BEGIN

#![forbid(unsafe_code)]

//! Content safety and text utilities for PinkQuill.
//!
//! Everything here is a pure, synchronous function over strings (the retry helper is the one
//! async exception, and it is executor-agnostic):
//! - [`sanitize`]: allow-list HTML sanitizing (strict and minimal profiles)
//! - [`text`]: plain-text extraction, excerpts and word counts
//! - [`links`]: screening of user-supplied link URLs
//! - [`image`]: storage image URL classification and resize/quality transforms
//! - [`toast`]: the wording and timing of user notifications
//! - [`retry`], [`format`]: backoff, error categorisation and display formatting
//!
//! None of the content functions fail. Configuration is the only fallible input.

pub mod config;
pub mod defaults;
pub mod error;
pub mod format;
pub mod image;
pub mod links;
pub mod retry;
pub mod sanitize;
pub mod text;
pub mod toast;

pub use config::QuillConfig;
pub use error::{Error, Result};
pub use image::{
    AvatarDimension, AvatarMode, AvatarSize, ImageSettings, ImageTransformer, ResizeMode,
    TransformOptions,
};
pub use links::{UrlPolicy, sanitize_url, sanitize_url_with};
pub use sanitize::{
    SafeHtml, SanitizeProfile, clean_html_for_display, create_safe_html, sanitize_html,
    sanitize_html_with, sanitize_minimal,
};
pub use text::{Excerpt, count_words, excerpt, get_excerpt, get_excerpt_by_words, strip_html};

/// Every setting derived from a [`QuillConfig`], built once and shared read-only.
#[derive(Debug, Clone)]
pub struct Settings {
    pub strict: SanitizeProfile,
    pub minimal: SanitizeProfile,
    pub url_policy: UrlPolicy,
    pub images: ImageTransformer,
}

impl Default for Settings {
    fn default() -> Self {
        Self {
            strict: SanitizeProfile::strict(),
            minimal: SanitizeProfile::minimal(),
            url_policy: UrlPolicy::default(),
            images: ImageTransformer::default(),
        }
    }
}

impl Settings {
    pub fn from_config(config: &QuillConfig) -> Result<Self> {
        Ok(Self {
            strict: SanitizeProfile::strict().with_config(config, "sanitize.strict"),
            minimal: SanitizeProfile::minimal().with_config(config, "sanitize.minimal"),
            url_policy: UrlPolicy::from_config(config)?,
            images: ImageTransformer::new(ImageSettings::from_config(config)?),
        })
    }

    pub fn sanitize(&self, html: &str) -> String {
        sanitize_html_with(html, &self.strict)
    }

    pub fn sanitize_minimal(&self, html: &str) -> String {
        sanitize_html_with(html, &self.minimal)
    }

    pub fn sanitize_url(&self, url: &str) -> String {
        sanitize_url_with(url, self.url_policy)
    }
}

END
BEGIN

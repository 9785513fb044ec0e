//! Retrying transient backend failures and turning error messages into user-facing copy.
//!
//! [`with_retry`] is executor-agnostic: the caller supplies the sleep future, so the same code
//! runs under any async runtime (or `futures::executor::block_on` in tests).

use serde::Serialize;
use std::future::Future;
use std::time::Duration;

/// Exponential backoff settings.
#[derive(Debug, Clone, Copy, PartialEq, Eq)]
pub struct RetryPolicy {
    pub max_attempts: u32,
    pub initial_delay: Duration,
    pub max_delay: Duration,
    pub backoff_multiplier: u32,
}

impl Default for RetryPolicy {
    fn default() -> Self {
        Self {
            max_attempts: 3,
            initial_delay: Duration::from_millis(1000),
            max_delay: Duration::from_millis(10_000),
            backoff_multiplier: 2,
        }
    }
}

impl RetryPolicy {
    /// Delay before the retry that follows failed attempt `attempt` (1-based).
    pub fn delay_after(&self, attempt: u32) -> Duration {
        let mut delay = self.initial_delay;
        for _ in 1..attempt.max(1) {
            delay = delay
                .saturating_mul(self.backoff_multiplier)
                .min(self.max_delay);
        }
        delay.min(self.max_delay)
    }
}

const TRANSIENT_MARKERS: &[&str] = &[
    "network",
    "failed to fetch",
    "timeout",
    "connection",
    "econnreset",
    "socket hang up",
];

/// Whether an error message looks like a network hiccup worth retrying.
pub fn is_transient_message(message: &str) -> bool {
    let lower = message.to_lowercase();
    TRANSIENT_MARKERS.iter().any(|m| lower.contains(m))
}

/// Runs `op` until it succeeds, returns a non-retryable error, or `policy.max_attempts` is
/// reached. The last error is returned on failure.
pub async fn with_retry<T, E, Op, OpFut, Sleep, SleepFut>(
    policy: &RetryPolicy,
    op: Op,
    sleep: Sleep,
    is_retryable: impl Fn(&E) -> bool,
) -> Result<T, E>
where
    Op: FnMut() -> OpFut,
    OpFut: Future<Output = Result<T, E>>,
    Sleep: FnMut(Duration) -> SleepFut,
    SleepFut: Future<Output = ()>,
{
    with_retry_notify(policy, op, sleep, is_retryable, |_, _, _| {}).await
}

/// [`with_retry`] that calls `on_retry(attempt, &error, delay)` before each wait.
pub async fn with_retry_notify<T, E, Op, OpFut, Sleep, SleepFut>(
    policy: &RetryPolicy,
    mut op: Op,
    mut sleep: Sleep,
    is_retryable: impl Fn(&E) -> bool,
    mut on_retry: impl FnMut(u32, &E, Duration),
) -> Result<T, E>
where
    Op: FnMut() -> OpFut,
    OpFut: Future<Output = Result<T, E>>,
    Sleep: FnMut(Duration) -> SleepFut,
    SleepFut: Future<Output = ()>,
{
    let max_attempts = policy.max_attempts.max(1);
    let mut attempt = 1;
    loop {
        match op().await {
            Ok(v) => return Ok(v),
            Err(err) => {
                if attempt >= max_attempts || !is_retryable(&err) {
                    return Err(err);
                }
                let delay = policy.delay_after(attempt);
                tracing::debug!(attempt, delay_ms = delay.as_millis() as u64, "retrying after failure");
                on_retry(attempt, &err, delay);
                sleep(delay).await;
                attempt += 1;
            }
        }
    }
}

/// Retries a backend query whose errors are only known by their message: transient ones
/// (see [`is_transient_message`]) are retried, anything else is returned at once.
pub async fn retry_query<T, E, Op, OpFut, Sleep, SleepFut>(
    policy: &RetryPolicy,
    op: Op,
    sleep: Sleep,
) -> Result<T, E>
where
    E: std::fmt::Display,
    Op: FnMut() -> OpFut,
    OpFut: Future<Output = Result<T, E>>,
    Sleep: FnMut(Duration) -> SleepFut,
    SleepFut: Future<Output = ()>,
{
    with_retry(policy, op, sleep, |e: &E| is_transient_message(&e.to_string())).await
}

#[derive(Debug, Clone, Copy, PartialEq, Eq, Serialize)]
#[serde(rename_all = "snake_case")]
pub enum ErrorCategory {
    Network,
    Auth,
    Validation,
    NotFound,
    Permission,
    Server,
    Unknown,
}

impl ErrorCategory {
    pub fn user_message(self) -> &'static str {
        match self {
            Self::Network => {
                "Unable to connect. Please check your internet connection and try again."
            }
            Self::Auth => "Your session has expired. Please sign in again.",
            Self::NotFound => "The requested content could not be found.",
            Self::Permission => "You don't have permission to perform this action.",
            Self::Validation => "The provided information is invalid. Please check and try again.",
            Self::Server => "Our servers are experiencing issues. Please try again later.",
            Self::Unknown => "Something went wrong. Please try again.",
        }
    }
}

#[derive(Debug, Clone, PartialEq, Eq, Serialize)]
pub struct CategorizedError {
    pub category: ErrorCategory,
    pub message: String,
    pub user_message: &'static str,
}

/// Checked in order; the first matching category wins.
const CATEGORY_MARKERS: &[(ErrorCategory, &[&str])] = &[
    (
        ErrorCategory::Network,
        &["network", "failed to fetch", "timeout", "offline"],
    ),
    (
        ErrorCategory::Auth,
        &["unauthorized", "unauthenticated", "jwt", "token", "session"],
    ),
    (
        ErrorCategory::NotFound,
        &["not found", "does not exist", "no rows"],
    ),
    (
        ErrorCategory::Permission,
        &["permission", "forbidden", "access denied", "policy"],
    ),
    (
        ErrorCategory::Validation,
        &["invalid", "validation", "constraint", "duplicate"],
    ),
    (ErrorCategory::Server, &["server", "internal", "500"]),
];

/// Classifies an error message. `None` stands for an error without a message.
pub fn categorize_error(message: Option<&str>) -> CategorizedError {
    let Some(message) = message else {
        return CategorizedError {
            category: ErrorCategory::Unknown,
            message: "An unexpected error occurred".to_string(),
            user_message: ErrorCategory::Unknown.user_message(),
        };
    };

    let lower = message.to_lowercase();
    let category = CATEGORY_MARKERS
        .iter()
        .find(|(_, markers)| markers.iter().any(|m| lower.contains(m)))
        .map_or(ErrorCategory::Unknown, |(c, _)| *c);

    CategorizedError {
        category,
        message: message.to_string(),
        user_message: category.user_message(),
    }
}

END

**WHAT IS NEEDED:** Please output exactly the lines between the one holding "pub enum ErrorCategory" and the one holding "don't have permission" in the records above, inclusive, and nothing more.

**RESPONSE FOR THIS EXERCISE:**
pub enum ErrorCategory {
    Network,
    Auth,
    Validation,
    NotFound,
    Permission,
    Server,
    Unknown,
}

impl ErrorCategory {
    pub fn user_message(self) -> &'static str {
        match self {
            Self::Network => {
                "Unable to connect. Please check your internet connection and try again."
            }
            Self::Auth => "Your session has expired. Please sign in again.",
            Self::NotFound => "The requested content could not be found.",
            Self::Permission => "You don't have permission to perform this action.",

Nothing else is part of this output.